An example is the following:
[{1: {a:[1,2,3], b: 4}},
{2: {a:[4,5,6], d: 5}},
{3: {a:[1,2,3], b: 4}},
.....,
{1000: {a:[2,5,1], b: 99}},
]
Considering the previous example I would like to obtain:
[{1: {a:[1,2,3], b: 4}},
{2: {a:[4,5,6], d: 5}},
.....,
{1000: {a:[2,5,1], b: 99}},
]
In fact the dictionaries with keys 1 and 3 are identically in their values.
I tried with a set, but since dict is a not hashable type I am not able to do so.
How can i fix the problem?
EDIT
In my case the number of items inside the dict is not fix, so I can have:
[{1: {a:[1,2,3], b: 4}},
{2: {a:[4,5,6], d: 5}},
.....,
{1000: {a:[2,5,1], b: 99, c:["a","v"]}},
]
where the dict with keys 100 has three elements inside insted of two as the other shown.
Upvotes: 5
Views: 10985
Reputation: 16958
You can define a custom hash of your dictionaries by subclassing dict
:
class MyData(dict):
def __hash__(self):
return hash((k, repr(v)) for k, v in self.items())
l = [
{1: {'a': [1, 2, 3], 'b': 4}},
{2: {'a': [4, 5, 6], 'd': 5}},
{3: {'b': 4, 'a': [1, 2, 3]}},
{4: {'a': (4, 5, 6), 'd': 5}},
]
s = set([MyData(*d.values()) for d in l])
This is assuming that all the dictionaries in the list have only one key-value pair.
Upvotes: 3
Reputation: 1858
I don't know how big is your list and how many duplicates are in it, but, just in case, here is the basic solution.
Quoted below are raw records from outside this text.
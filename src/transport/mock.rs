//! # Simulated K6
//!
//! A [`Transport`] that behaves like the engraver at the contract level:
//!
//! - every well-formed frame is acknowledged after a small latency
//! - a status query is answered with ACK + three version bytes
//! - start-burn is followed by a stream of `FF FF 00 <pct>` status frames,
//!   which stop ends once its own ACK is out
//! - a frame written less than 100 ms after a motion command is refused
//!   (no ACK) and recorded as a settle violation
//!
//! Each call to [`Transport::write`] must carry exactly one frame, which is
//! how the job controller writes.
//!
//! ## Fault Injection
//!
//! Builders simulate the failure modes the retry logic must survive:
//! dropped acknowledgements (first K, per line, or at a seeded random rate),
//! a wrong byte in place of a line's ACK, an open failure, and a disconnect
//! after N frames.
//!
//! ## Inspection
//!
//! [`MockTransport::probe`] returns a cloneable [`MockProbe`] sharing the
//! transport's state, so a test can hand the transport to the controller
//! and still inspect every frame it received.

use std::collections::{HashMap, VecDeque};
use std::sync::{Arc, Mutex, MutexGuard};
use std::thread;
use std::time::{Duration, Instant};

use rand::rngs::StdRng;
use rand::{Rng, SeedableRng};

use crate::device::DeviceSpec;
use crate::error::TransportError;
use crate::protocol::commands::{Opcode, ACK};
use crate::protocol::frame::{decode_frame, encode_status, FrameHeader};
use crate::transport::Transport;

/// Firmware version reported by default
pub const MOCK_FIRMWARE: [u8; 3] = [4, 0, 0];

/// Default burn progression reported after start-burn
pub const DEFAULT_BURN_STEPS: [u8; 5] = [0, 25, 50, 75, 100];

type WriteHook = Box<dyn FnMut(&FrameHeader) + Send>;

#[derive(Debug, Default)]
struct MockState {
    open: bool,
    frames: Vec<Vec<u8>>,
    headers: Vec<FrameHeader>,
    malformed: usize,
    settle_violations: usize,
    dropped_acks: usize,
    last_motion: Option<Instant>,
    pending: VecDeque<(Instant, u8)>,
}

impl MockState {
    /// Queue `bytes` for delivery at `at`, keeping the queue in due order.
    fn schedule(&mut self, at: Instant, bytes: &[u8]) {
        let start = self.pending.partition_point(|(due, _)| *due <= at);
        for (offset, byte) in bytes.iter().enumerate() {
            self.pending.insert(start + offset, (at, *byte));
        }
    }
}

/// Read-only view into a [`MockTransport`]'s state.
#[derive(Debug, Clone)]
pub struct MockProbe {
    state: Arc<Mutex<MockState>>,
}

impl MockProbe {
    fn lock(&self) -> MutexGuard<'_, MockState> {
        self.state.lock().unwrap_or_else(|p| p.into_inner())
    }

    /// Every frame received, raw, in order.
    pub fn frames(&self) -> Vec<Vec<u8>> {
        self.lock().frames.clone()
    }

    /// Decoded headers of every well-formed frame, in order.
    pub fn headers(&self) -> Vec<FrameHeader> {
        self.lock().headers.clone()
    }

    pub fn opcodes(&self) -> Vec<Opcode> {
        self.lock().headers.iter().map(|h| h.opcode).collect()
    }

    /// Line indices of every raster frame received (retries included).
    pub fn line_indices(&self) -> Vec<u16> {
        self.lock()
            .headers
            .iter()
            .filter(|h| h.is_line())
            .map(|h| h.line_index)
            .collect()
    }

    pub fn count(&self, opcode: Opcode) -> usize {
        self.lock()
            .headers
            .iter()
            .filter(|h| h.opcode == opcode)
            .count()
    }

    pub fn frame_count(&self) -> usize {
        self.lock().frames.len()
    }

    pub fn malformed(&self) -> usize {
        self.lock().malformed
    }

    pub fn settle_violations(&self) -> usize {
        self.lock().settle_violations
    }

    pub fn dropped_acks(&self) -> usize {
        self.lock().dropped_acks
    }

    pub fn is_open(&self) -> bool {
        self.lock().open
    }
}

/// # Mock Transport
///
/// ## Example
///
/// ```
/// use std::time::Duration;
/// use wainlux::protocol::commands::ControlCommand;
/// use wainlux::transport::{AckRead, MockTransport, Transport};
///
/// let mut mock = MockTransport::new().with_dropped_acks(1);
/// let probe = mock.probe();
/// mock.open("mock").unwrap();
///
/// let frame = ControlCommand::Connect.encode().unwrap();
/// mock.write(&frame).unwrap();
/// assert_eq!(mock.read_ack(Duration::from_millis(50)).unwrap(), AckRead::Timeout);
/// mock.write(&frame).unwrap();
/// assert_eq!(mock.read_ack(Duration::from_millis(50)).unwrap(), AckRead::Ack);
/// assert_eq!(probe.dropped_acks(), 1);
/// ```
pub struct MockTransport {
    state: Arc<Mutex<MockState>>,
    ack_latency: Duration,
    settle: Duration,
    firmware: [u8; 3],
    burn_steps: Vec<u8>,
    burn_step_interval: Duration,
    drop_first: usize,
    drop_lines: HashMap<u16, usize>,
    wrong_lines: HashMap<u16, (u8, usize)>,
    drop_rate: f64,
    rng: StdRng,
    fail_open: bool,
    disconnect_after: Option<usize>,
    hook: Option<WriteHook>,
}

impl Default for MockTransport {
    fn default() -> Self {
        Self::new()
    }
}

impl MockTransport {
    pub fn new() -> Self {
        Self {
            state: Arc::new(Mutex::new(MockState::default())),
            ack_latency: Duration::from_millis(5),
            settle: DeviceSpec::K6.settle,
            firmware: MOCK_FIRMWARE,
            burn_steps: DEFAULT_BURN_STEPS.to_vec(),
            burn_step_interval: Duration::from_millis(5),
            drop_first: 0,
            drop_lines: HashMap::new(),
            wrong_lines: HashMap::new(),
            drop_rate: 0.0,
            rng: StdRng::seed_from_u64(0),
            fail_open: false,
            disconnect_after: None,
            hook: None,
        }
    }

    pub fn with_ack_latency(mut self, latency: Duration) -> Self {
        self.ack_latency = latency;
        self
    }

    /// Swallow the acknowledgements of the first `count` accepted frames.
    pub fn with_dropped_acks(mut self, count: usize) -> Self {
        self.drop_first = count;
        self
    }

    /// Swallow `count` acknowledgements for raster line `line`.
    pub fn with_dropped_line_acks(mut self, line: u16, count: usize) -> Self {
        self.drop_lines.insert(line, count);
        self
    }

    /// Answer raster line `line` with `byte` instead of ACK, `count` times.
    pub fn with_wrong_line_acks(mut self, line: u16, byte: u8, count: usize) -> Self {
        self.wrong_lines.insert(line, (byte, count));
        self
    }

    /// Drop each acknowledgement with probability `rate`, reproducibly.
    pub fn with_drop_rate(mut self, rate: f64, seed: u64) -> Self {
        self.drop_rate = rate.clamp(0.0, 1.0);
        self.rng = StdRng::seed_from_u64(seed);
        self
    }

    /// Make every `open` call fail.
    pub fn failing_open(mut self) -> Self {
        self.fail_open = true;
        self
    }

    /// Fail every write after `frames` frames have been accepted.
    pub fn disconnect_after(mut self, frames: usize) -> Self {
        self.disconnect_after = Some(frames);
        self
    }

    pub fn with_firmware(mut self, major: u8, minor: u8, patch: u8) -> Self {
        self.firmware = [major, minor, patch];
        self
    }

    /// Status percentages emitted after start-burn, one per interval.
    pub fn with_burn_progress(mut self, steps: &[u8], interval: Duration) -> Self {
        self.burn_steps = steps.to_vec();
        self.burn_step_interval = interval;
        self
    }

    /// Observe each decoded frame as it is written, before it is answered.
    pub fn with_write_hook<F>(mut self, hook: F) -> Self
    where
        F: FnMut(&FrameHeader) + Send + 'static,
    {
        self.hook = Some(Box::new(hook));
        self
    }

    pub fn probe(&self) -> MockProbe {
        MockProbe {
            state: Arc::clone(&self.state),
        }
    }

    fn lock(&self) -> MutexGuard<'_, MockState> {
        self.state.lock().unwrap_or_else(|p| p.into_inner())
    }

    fn should_drop(&mut self, header: &FrameHeader) -> bool {
        if self.drop_first > 0 {
            self.drop_first -= 1;
            return true;
        }
        if header.is_line() {
            if let Some(remaining) = self.drop_lines.get_mut(&header.line_index) {
                if *remaining > 0 {
                    *remaining -= 1;
                    return true;
                }
            }
        }
        self.drop_rate > 0.0 && self.rng.random_bool(self.drop_rate)
    }

    fn wrong_reply(&mut self, header: &FrameHeader) -> Option<u8> {
        if !header.is_line() {
            return None;
        }
        let (byte, remaining) = self.wrong_lines.get_mut(&header.line_index)?;
        if *remaining == 0 {
            return None;
        }
        *remaining -= 1;
        Some(*byte)
    }

    /// Bytes the device sends back for an accepted frame.
    fn reply(&self, header: &FrameHeader, now: Instant) -> Vec<(Instant, Vec<u8>)> {
        let ack_at = now + self.ack_latency;
        match header.opcode {
            Opcode::Status => {
                let mut bytes = vec![ACK];
                bytes.extend_from_slice(&self.firmware);
                vec![(ack_at, bytes)]
            }
            Opcode::StartBurn => {
                let mut replies = vec![(ack_at, vec![ACK])];
                let mut at = ack_at;
                for pct in &self.burn_steps {
                    at += self.burn_step_interval;
                    replies.push((at, encode_status(*pct).to_vec()));
                }
                replies
            }
            _ => vec![(ack_at, vec![ACK])],
        }
    }
}

impl Transport for MockTransport {
    fn open(&mut self, port: &str) -> Result<(), TransportError> {
        if self.fail_open {
            return Err(TransportError::Open {
                port: port.to_string(),
                reason: "simulated open failure".to_string(),
            });
        }
        let mut state = self.lock();
        state.open = true;
        state.pending.clear();
        log::debug!("Mock device opened as {}", port);
        Ok(())
    }

    fn is_open(&self) -> bool {
        self.lock().open
    }

    fn write(&mut self, bytes: &[u8]) -> Result<(), TransportError> {
        let now = Instant::now();
        {
            let mut state = self.lock();
            if !state.open {
                return Err(TransportError::Closed);
            }
            if self
                .disconnect_after
                .is_some_and(|limit| state.frames.len() >= limit)
            {
                return Err(TransportError::Disconnected);
            }
            state.frames.push(bytes.to_vec());
        }

        let header = match decode_frame(bytes) {
            Ok((header, _)) => header,
            Err(e) => {
                log::warn!("Mock device ignored malformed frame: {}", e);
                self.lock().malformed += 1;
                return Ok(());
            }
        };

        if let Some(hook) = self.hook.as_mut() {
            hook(&header);
        }

        let settle = self.settle;
        {
            let mut state = self.lock();
            state.headers.push(header);
            let violated = state
                .last_motion
                .is_some_and(|at| now.duration_since(at) < settle);
            if header.opcode.is_motion() {
                state.last_motion = Some(now);
            }
            if violated {
                state.settle_violations += 1;
                log::warn!("Mock device refused {} inside settle window", header.opcode);
                return Ok(());
            }
        }

        if self.should_drop(&header) {
            self.lock().dropped_acks += 1;
            log::debug!(target: "wainlux::wire", "mock dropped ack for {}", header.opcode);
            return Ok(());
        }

        if let Some(byte) = self.wrong_reply(&header) {
            log::debug!(
                target: "wainlux::wire",
                "mock answers line {} with {:#04x}",
                header.line_index,
                byte
            );
            let at = now + self.ack_latency;
            self.lock().schedule(at, &[byte]);
            return Ok(());
        }

        let replies = self.reply(&header, now);
        let mut state = self.lock();
        if header.opcode == Opcode::Stop {
            let ack_at = now + self.ack_latency;
            state.pending.retain(|(due, _)| *due <= ack_at);
        }
        for (at, bytes) in replies {
            state.schedule(at, &bytes);
        }
        Ok(())
    }

    fn read(&mut self, buf: &mut [u8], timeout: Duration) -> Result<usize, TransportError> {
        let deadline = Instant::now() + timeout;
        loop {
            let next_due = {
                let mut state = self.lock();
                if !state.open {
                    return Err(TransportError::Closed);
                }
                let now = Instant::now();
                let mut n = 0;
                while n < buf.len() {
                    match state.pending.front() {
                        Some((at, byte)) if *at <= now => {
                            buf[n] = *byte;
                            n += 1;
                            state.pending.pop_front();
                        }
                        _ => break,
                    }
                }
                if n > 0 {
                    return Ok(n);
                }
                state.pending.front().map(|(at, _)| *at)
            };

            let now = Instant::now();
            if now >= deadline {
                return Ok(0);
            }
            let wake = next_due.map_or(deadline, |at| at.min(deadline));
            thread::sleep(wake.saturating_duration_since(now));
        }
    }

    fn clear_input(&mut self) -> Result<(), TransportError> {
        let mut state = self.lock();
        let now = Instant::now();
        while state.pending.front().is_some_and(|(at, _)| *at <= now) {
            state.pending.pop_front();
        }
        Ok(())
    }

    fn close(&mut self) {
        let mut state = self.lock();
        state.open = false;
        state.pending.clear();
    }
}

// ============================================================================
// TESTS
// ============================================================================
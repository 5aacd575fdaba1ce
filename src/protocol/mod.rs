//! # K6 Wire Protocol
//!
//! Pure byte-level encoding for the Wainlux K6 serial protocol. Nothing in
//! this module performs I/O.
//!
//! ## Module Structure
//!
//! - [`commands`]: opcode table and control command builders
//! - [`frame`]: the 9-byte header codec, ACK and status frame recognition
//! - [`plan`]: a frame-by-frame listing of a burn, for previews
//!
//! ## Usage Example
//!
//! ```
//! use wainlux::protocol::{commands::ControlCommand, frame};
//!
//! // Home the head
//! let home = ControlCommand::Home.encode().unwrap();
//! assert_eq!(home.len(), frame::HEADER_LEN);
//!
//! // One raster line: 16 pixels, the first 8 fire
//! let line = frame::encode_line(100, 1000, 0, &[0xFF, 0x00]).unwrap();
//! let (header, payload) = frame::decode_frame(&line).unwrap();
//! assert_eq!(header.depth, 100);
//! assert_eq!(payload, &[0xFF, 0x00]);
//! ```
//!
//! ## Protocol Reference
//!
//! There is no published specification. Opcodes, the header layout and the
//! timing rules were recovered from USB captures of the vendor software.

pub mod commands;
pub mod frame;
pub mod plan;
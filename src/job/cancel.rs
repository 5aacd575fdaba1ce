use std::sync::atomic::{AtomicBool, Ordering};
use std::sync::Arc;

/// Cooperative cancellation flag shared between a job and its callers.
/// The job only looks at it between frames.
#[derive(Debug, Clone, Default)]
pub struct CancelToken(Arc<AtomicBool>);

impl CancelToken {
    pub fn new() -> Self {
        Self::default()
    }

    pub fn cancel(&self) {
        self.0.store(true, Ordering::Release);
    }

    pub fn is_cancelled(&self) -> bool {
        self.0.load(Ordering::Acquire)
    }
}

#[cfg(test)]
mod tests {
    use super::*;

    #[test]
    fn test_clones_share_flag() {
        let token = CancelToken::new();
        let other = token.clone();
        assert!(!other.is_cancelled());
        token.cancel();
        assert!(other.is_cancelled());
    }
}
It might be not efficient, but you don't have to worry about elements type:
import datetime as dt
data = [
{1: {"b": 4, "a":[1,2,3]}},
{2: {"a":[4,5,6], "d": 5}},
{3: {"a":[1,2,3], "b": 4}},
{4: {'a': dt.datetime(2019, 5, 10), 'd': set([4])}},
{5: {'a': dt.datetime(2019, 5, 10), 'd': set([4])}},
{6: {"a":[2,5,1], "b": 99}},
{7: {"a":[5,2,1], "b": 99}},
{8: {"a":(5,2,1), "b": 99}}
]
seen = []
output = []
for d in data:
for k, v in d.items():
if v not in seen:
seen.append(v)
output.append({k:v})
>>> print(output)
[{1: {'a': [1, 2, 3], 'b': 4}},
{2: {'a': [4, 5, 6], 'd': 5}},
{4: {'a': datetime.datetime(2019, 5, 10, 0, 0), 'd': {4}}},
{6: {'a': [2, 5, 1], 'b': 99}},
{7: {'a': [5, 2, 1], 'b': 99}},
{8: {'a': (5, 2, 1), 'b': 99}}]
Upvotes: 0
Reputation: 535
This is the simplest solution I've been able to come up with assuming the nested dictionary like
{1: {'a': [1,2,3,5,79], 'b': 234 ...}}
as long as the only container inside the dictionary is a list like {'a': [1,2,3..]}
then this will work. Or you can just add a simple check like the function below will show.
def serialize(dct): # this is the sub {'a': [1,2,3]} dictionary
tmp = []
for value in dct.values():
if type(value) == list:
tmp.append(tuple(value))
else:
tmp.append(value)
return tuple(tmp)
def clean_up(lst):
seen = set()
clean = []
for dct in lst:
# grabs the 1..1000 key inside the primary dictionary
# assuming there is only 1 key being the "id" or the counter etc...
key = list(dct.keys())[0]
serialized = serialize(dct[key])
if serialized not in seen:
seen.add(serialized)
clean.append(dct)
return clean
So the function serialize
grabs the nested dictionary and creates a simple tuple from the contents. This is then checked if its in the set
"seen" to verify its unique.
generate a data set using some random values just because
lst = []
for i in range(1,1000):
dct = {
i: {
random.choice(string.ascii_letters): [n for n in range(random.randint(0,i))],
random.choice(string.ascii_letters): random.randint(0,i)
}
}
lst.append(dct)
Running the benchmarks:
%timeit clean_up(lst)
3.25 ms ± 17.1 µs per loop (mean ± std. dev. of 7 runs, 100 loops each)
%timeit jdhesa(lst)
126 ms ± 606 µs per loop (mean ± std. dev. of 7 runs, 10 loops each)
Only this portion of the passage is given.